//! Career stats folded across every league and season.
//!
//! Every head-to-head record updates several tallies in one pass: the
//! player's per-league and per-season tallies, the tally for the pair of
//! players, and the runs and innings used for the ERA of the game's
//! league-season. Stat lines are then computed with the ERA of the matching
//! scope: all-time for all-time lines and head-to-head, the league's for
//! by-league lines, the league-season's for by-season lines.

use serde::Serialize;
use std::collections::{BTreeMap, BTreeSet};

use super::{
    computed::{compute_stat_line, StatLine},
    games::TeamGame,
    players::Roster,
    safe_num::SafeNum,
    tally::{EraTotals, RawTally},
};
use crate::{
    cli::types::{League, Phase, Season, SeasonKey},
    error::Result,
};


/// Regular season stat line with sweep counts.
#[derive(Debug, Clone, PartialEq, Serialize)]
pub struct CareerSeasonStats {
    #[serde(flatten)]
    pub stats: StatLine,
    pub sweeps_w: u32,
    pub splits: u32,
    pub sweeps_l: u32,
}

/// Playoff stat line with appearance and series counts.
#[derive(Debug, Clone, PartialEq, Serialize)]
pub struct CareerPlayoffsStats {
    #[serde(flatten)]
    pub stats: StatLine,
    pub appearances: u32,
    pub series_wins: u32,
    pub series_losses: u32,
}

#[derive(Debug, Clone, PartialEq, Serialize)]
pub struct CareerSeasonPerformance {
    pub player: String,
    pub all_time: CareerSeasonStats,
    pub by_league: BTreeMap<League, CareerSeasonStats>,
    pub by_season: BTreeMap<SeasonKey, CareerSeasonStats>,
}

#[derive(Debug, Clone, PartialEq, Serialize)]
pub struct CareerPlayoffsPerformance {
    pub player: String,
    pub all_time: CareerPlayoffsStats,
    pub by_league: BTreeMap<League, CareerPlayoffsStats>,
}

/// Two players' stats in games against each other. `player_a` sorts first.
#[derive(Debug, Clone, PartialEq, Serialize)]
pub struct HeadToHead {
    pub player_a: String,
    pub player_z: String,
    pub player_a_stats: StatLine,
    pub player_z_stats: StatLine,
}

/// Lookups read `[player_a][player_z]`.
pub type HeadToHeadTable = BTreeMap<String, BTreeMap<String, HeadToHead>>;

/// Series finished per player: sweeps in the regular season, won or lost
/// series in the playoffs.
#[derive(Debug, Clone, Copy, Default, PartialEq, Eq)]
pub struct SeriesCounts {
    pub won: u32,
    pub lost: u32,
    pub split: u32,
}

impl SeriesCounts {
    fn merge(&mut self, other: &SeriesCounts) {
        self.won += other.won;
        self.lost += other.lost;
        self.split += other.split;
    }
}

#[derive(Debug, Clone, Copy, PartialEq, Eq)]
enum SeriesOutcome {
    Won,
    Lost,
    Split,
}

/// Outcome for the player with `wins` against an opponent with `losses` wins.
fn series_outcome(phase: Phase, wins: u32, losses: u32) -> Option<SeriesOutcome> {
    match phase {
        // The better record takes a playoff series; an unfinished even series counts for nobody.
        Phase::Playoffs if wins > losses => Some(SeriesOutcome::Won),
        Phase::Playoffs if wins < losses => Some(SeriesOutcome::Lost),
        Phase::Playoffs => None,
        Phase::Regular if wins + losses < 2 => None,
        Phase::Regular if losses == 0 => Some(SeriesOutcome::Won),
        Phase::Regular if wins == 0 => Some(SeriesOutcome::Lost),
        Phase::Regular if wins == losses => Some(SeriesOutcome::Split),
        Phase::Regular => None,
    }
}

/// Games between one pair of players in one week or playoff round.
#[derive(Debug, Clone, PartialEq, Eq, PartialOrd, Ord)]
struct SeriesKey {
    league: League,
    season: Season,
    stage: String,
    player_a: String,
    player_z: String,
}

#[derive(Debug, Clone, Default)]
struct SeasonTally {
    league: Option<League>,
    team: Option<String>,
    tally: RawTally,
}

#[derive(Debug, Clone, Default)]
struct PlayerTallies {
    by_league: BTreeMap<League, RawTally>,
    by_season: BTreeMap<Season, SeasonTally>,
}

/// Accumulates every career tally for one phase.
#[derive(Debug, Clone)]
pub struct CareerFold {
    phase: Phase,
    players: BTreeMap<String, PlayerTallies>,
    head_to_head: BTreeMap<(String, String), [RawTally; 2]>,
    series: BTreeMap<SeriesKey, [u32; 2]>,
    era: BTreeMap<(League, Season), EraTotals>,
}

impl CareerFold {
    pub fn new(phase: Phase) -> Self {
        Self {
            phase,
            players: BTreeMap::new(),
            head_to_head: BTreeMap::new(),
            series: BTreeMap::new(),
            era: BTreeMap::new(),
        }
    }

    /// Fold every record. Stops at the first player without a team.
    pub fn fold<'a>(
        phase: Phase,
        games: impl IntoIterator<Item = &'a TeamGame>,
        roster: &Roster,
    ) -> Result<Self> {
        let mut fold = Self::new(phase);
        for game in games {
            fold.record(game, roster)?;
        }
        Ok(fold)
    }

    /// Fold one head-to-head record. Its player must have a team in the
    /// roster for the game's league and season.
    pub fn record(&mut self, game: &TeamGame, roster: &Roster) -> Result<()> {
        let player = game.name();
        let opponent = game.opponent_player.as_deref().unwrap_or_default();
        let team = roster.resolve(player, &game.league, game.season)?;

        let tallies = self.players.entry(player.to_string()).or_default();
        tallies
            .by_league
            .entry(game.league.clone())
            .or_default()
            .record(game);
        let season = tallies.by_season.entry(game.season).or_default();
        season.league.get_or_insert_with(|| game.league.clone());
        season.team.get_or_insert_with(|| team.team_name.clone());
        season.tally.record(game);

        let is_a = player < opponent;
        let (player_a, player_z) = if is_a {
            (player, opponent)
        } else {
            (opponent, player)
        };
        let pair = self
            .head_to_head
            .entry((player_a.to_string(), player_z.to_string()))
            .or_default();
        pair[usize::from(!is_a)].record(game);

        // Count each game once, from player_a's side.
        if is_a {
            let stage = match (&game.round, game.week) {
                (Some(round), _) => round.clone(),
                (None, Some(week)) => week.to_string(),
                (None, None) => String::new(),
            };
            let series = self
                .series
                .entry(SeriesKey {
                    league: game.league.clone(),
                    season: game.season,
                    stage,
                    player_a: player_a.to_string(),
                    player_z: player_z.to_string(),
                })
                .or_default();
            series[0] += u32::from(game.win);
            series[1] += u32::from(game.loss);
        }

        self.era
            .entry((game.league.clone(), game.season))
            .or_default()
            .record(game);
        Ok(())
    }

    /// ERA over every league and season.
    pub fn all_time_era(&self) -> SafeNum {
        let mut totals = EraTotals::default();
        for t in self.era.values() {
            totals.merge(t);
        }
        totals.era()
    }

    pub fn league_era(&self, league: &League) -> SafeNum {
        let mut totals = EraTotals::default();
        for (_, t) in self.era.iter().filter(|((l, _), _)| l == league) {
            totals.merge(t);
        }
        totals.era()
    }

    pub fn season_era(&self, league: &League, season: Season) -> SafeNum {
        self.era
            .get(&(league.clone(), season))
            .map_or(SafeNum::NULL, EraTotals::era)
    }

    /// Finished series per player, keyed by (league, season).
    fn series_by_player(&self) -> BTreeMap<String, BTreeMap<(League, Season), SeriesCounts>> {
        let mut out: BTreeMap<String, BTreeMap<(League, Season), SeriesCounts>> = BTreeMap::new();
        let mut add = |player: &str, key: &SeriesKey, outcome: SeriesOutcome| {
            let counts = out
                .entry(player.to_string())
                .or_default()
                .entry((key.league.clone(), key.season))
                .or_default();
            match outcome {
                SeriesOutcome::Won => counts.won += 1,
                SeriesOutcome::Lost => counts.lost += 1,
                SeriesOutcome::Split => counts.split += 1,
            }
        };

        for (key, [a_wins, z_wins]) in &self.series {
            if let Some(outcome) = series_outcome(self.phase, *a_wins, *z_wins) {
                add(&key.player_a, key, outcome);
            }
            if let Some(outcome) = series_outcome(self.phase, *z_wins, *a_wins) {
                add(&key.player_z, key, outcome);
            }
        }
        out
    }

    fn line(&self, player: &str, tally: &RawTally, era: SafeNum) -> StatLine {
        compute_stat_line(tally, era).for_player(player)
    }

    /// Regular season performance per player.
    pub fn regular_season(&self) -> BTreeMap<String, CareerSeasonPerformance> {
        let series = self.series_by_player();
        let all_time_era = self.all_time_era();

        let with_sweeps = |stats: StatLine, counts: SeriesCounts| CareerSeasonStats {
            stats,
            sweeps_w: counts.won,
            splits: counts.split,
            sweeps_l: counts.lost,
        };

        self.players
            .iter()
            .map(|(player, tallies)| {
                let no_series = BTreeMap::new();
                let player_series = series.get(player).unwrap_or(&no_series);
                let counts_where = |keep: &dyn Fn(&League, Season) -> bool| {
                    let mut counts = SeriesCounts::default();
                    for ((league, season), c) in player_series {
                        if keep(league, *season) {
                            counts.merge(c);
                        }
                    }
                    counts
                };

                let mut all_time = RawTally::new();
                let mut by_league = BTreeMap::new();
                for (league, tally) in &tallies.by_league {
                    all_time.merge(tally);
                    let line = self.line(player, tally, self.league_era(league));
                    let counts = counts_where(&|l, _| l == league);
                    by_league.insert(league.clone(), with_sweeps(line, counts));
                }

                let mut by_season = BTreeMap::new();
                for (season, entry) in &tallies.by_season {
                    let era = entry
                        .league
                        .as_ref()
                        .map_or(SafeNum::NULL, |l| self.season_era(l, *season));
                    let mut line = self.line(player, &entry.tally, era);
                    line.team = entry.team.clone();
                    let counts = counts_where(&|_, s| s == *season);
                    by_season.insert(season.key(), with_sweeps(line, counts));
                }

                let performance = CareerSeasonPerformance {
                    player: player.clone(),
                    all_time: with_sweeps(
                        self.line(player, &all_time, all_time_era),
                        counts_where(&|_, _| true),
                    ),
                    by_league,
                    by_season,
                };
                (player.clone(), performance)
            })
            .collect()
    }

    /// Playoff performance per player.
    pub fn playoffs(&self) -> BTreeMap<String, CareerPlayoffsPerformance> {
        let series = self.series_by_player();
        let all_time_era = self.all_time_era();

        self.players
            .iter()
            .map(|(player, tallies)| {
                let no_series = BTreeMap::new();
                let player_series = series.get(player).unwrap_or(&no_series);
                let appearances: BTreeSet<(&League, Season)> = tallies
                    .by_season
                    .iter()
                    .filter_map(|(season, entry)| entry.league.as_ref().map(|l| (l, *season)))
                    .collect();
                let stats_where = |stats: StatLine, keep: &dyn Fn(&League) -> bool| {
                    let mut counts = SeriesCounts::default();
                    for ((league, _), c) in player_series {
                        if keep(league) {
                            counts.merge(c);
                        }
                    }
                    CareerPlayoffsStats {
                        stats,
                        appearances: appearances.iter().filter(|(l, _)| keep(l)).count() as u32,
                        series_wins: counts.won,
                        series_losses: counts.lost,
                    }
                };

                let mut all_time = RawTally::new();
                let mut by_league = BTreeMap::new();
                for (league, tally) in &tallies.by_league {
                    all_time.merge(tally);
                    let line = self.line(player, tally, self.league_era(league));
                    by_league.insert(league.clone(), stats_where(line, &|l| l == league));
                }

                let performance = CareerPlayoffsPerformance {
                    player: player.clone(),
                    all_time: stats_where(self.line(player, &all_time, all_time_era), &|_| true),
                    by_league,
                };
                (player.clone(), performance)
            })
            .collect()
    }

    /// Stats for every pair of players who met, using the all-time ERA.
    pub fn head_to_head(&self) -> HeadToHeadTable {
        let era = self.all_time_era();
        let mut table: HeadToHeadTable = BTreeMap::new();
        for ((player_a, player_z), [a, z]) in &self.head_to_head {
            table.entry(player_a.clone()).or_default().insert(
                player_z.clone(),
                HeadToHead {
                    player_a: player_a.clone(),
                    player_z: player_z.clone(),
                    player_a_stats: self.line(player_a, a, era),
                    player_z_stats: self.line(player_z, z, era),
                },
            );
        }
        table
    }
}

§

### Task to complete:
Copy all lines from the data that hold the word "struct".

### Exercise output:
pub struct CareerSeasonStats {
pub struct CareerPlayoffsStats {
pub struct CareerSeasonPerformance {
pub struct CareerPlayoffsPerformance {
pub struct HeadToHead {
pub struct SeriesCounts {
struct SeriesKey {
struct SeasonTally {
struct PlayerTallies {
pub struct CareerFold {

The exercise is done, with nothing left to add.